Records from a data source:
+-------+

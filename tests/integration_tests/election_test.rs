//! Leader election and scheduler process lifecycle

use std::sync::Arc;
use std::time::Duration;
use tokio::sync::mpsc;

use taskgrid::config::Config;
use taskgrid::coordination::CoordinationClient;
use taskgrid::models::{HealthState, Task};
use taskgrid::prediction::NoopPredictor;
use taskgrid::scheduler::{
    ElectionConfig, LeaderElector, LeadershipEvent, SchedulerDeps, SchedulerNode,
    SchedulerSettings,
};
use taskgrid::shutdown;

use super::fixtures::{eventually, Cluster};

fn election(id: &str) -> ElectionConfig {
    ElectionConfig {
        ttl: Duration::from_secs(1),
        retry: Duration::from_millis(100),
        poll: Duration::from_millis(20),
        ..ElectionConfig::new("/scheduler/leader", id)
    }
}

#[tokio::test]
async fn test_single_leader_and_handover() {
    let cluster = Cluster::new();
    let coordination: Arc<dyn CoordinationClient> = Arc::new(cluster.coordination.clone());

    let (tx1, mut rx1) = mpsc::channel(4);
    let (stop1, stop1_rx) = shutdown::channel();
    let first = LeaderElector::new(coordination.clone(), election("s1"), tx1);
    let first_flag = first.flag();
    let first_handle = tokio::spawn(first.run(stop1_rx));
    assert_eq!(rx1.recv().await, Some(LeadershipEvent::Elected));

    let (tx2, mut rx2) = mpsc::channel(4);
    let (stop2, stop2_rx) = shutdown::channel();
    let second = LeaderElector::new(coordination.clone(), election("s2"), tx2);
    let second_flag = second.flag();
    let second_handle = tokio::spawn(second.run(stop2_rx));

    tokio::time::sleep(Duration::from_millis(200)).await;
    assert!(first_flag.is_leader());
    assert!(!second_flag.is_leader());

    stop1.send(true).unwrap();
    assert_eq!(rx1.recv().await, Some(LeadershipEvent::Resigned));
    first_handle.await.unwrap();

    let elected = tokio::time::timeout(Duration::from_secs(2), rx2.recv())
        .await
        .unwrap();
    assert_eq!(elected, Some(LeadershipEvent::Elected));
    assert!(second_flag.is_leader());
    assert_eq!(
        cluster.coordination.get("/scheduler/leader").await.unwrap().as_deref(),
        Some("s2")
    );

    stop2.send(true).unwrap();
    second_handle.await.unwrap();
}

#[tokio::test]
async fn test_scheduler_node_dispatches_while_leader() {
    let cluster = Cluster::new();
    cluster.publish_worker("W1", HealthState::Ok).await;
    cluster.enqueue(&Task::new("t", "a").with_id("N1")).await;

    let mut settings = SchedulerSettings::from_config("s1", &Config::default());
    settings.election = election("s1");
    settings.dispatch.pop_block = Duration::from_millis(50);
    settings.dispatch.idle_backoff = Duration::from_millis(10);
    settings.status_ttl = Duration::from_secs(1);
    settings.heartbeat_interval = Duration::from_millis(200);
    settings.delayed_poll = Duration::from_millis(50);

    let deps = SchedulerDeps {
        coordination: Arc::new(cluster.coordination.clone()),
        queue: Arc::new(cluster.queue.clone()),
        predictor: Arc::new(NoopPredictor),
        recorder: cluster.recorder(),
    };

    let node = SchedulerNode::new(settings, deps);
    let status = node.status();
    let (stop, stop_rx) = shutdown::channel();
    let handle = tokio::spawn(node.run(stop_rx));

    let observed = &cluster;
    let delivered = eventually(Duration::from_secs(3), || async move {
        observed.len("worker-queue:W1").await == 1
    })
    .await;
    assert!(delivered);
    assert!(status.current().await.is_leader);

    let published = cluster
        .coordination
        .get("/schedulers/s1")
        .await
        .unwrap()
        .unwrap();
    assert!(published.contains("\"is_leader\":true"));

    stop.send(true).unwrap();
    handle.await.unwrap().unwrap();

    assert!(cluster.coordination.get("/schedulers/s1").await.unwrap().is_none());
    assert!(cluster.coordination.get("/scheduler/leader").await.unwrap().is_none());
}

+-------+

- _Task description_
Output each line of the data exactly as it stands above.

- _Response box_
filename tests/integration_tests/election_test.rs
//! Leader election and scheduler process lifecycle

use std::sync::Arc;
use std::time::Duration;
use tokio::sync::mpsc;

use taskgrid::config::Config;
use taskgrid::coordination::CoordinationClient;
use taskgrid::models::{HealthState, Task};
use taskgrid::prediction::NoopPredictor;
use taskgrid::scheduler::{
    ElectionConfig, LeaderElector, LeadershipEvent, SchedulerDeps, SchedulerNode,
    SchedulerSettings,
};
use taskgrid::shutdown;

use super::fixtures::{eventually, Cluster};

fn election(id: &str) -> ElectionConfig {
    ElectionConfig {
        ttl: Duration::from_secs(1),
        retry: Duration::from_millis(100),
        poll: Duration::from_millis(20),
        ..ElectionConfig::new("/scheduler/leader", id)
    }
}

#[tokio::test]
async fn test_single_leader_and_handover() {
    let cluster = Cluster::new();
    let coordination: Arc<dyn CoordinationClient> = Arc::new(cluster.coordination.clone());

    let (tx1, mut rx1) = mpsc::channel(4);
    let (stop1, stop1_rx) = shutdown::channel();
    let first = LeaderElector::new(coordination.clone(), election("s1"), tx1);
    let first_flag = first.flag();
    let first_handle = tokio::spawn(first.run(stop1_rx));
    assert_eq!(rx1.recv().await, Some(LeadershipEvent::Elected));

    let (tx2, mut rx2) = mpsc::channel(4);
    let (stop2, stop2_rx) = shutdown::channel();
    let second = LeaderElector::new(coordination.clone(), election("s2"), tx2);
    let second_flag = second.flag();
    let second_handle = tokio::spawn(second.run(stop2_rx));

    tokio::time::sleep(Duration::from_millis(200)).await;
    assert!(first_flag.is_leader());
    assert!(!second_flag.is_leader());

    stop1.send(true).unwrap();
    assert_eq!(rx1.recv().await, Some(LeadershipEvent::Resigned));
    first_handle.await.unwrap();

    let elected = tokio::time::timeout(Duration::from_secs(2), rx2.recv())
        .await
        .unwrap();
    assert_eq!(elected, Some(LeadershipEvent::Elected));
    assert!(second_flag.is_leader());
    assert_eq!(
        cluster.coordination.get("/scheduler/leader").await.unwrap().as_deref(),
        Some("s2")
    );

    stop2.send(true).unwrap();
    second_handle.await.unwrap();
}

#[tokio::test]
async fn test_scheduler_node_dispatches_while_leader() {
    let cluster = Cluster::new();
    cluster.publish_worker("W1", HealthState::Ok).await;
    cluster.enqueue(&Task::new("t", "a").with_id("N1")).await;

    let mut settings = SchedulerSettings::from_config("s1", &Config::default());
    settings.election = election("s1");
    settings.dispatch.pop_block = Duration::from_millis(50);
    settings.dispatch.idle_backoff = Duration::from_millis(10);
    settings.status_ttl = Duration::from_secs(1);
    settings.heartbeat_interval = Duration::from_millis(200);
    settings.delayed_poll = Duration::from_millis(50);

    let deps = SchedulerDeps {
        coordination: Arc::new(cluster.coordination.clone()),
        queue: Arc::new(cluster.queue.clone()),
        predictor: Arc::new(NoopPredictor),
        recorder: cluster.recorder(),
    };

    let node = SchedulerNode::new(settings, deps);
    let status = node.status();
    let (stop, stop_rx) = shutdown::channel();
    let handle = tokio::spawn(node.run(stop_rx));

    let observed = &cluster;
    let delivered = eventually(Duration::from_secs(3), || async move {
        observed.len("worker-queue:W1").await == 1
    })
    .await;
    assert!(delivered);
    assert!(status.current().await.is_leader);

    let published = cluster
        .coordination
        .get("/schedulers/s1")
        .await
        .unwrap()
        .unwrap();
    assert!(published.contains("\"is_leader\":true"));

    stop.send(true).unwrap();
    handle.await.unwrap().unwrap();

    assert!(cluster.coordination.get("/schedulers/s1").await.unwrap().is_none());
    assert!(cluster.coordination.get("/scheduler/leader").await.unwrap().is_none());
}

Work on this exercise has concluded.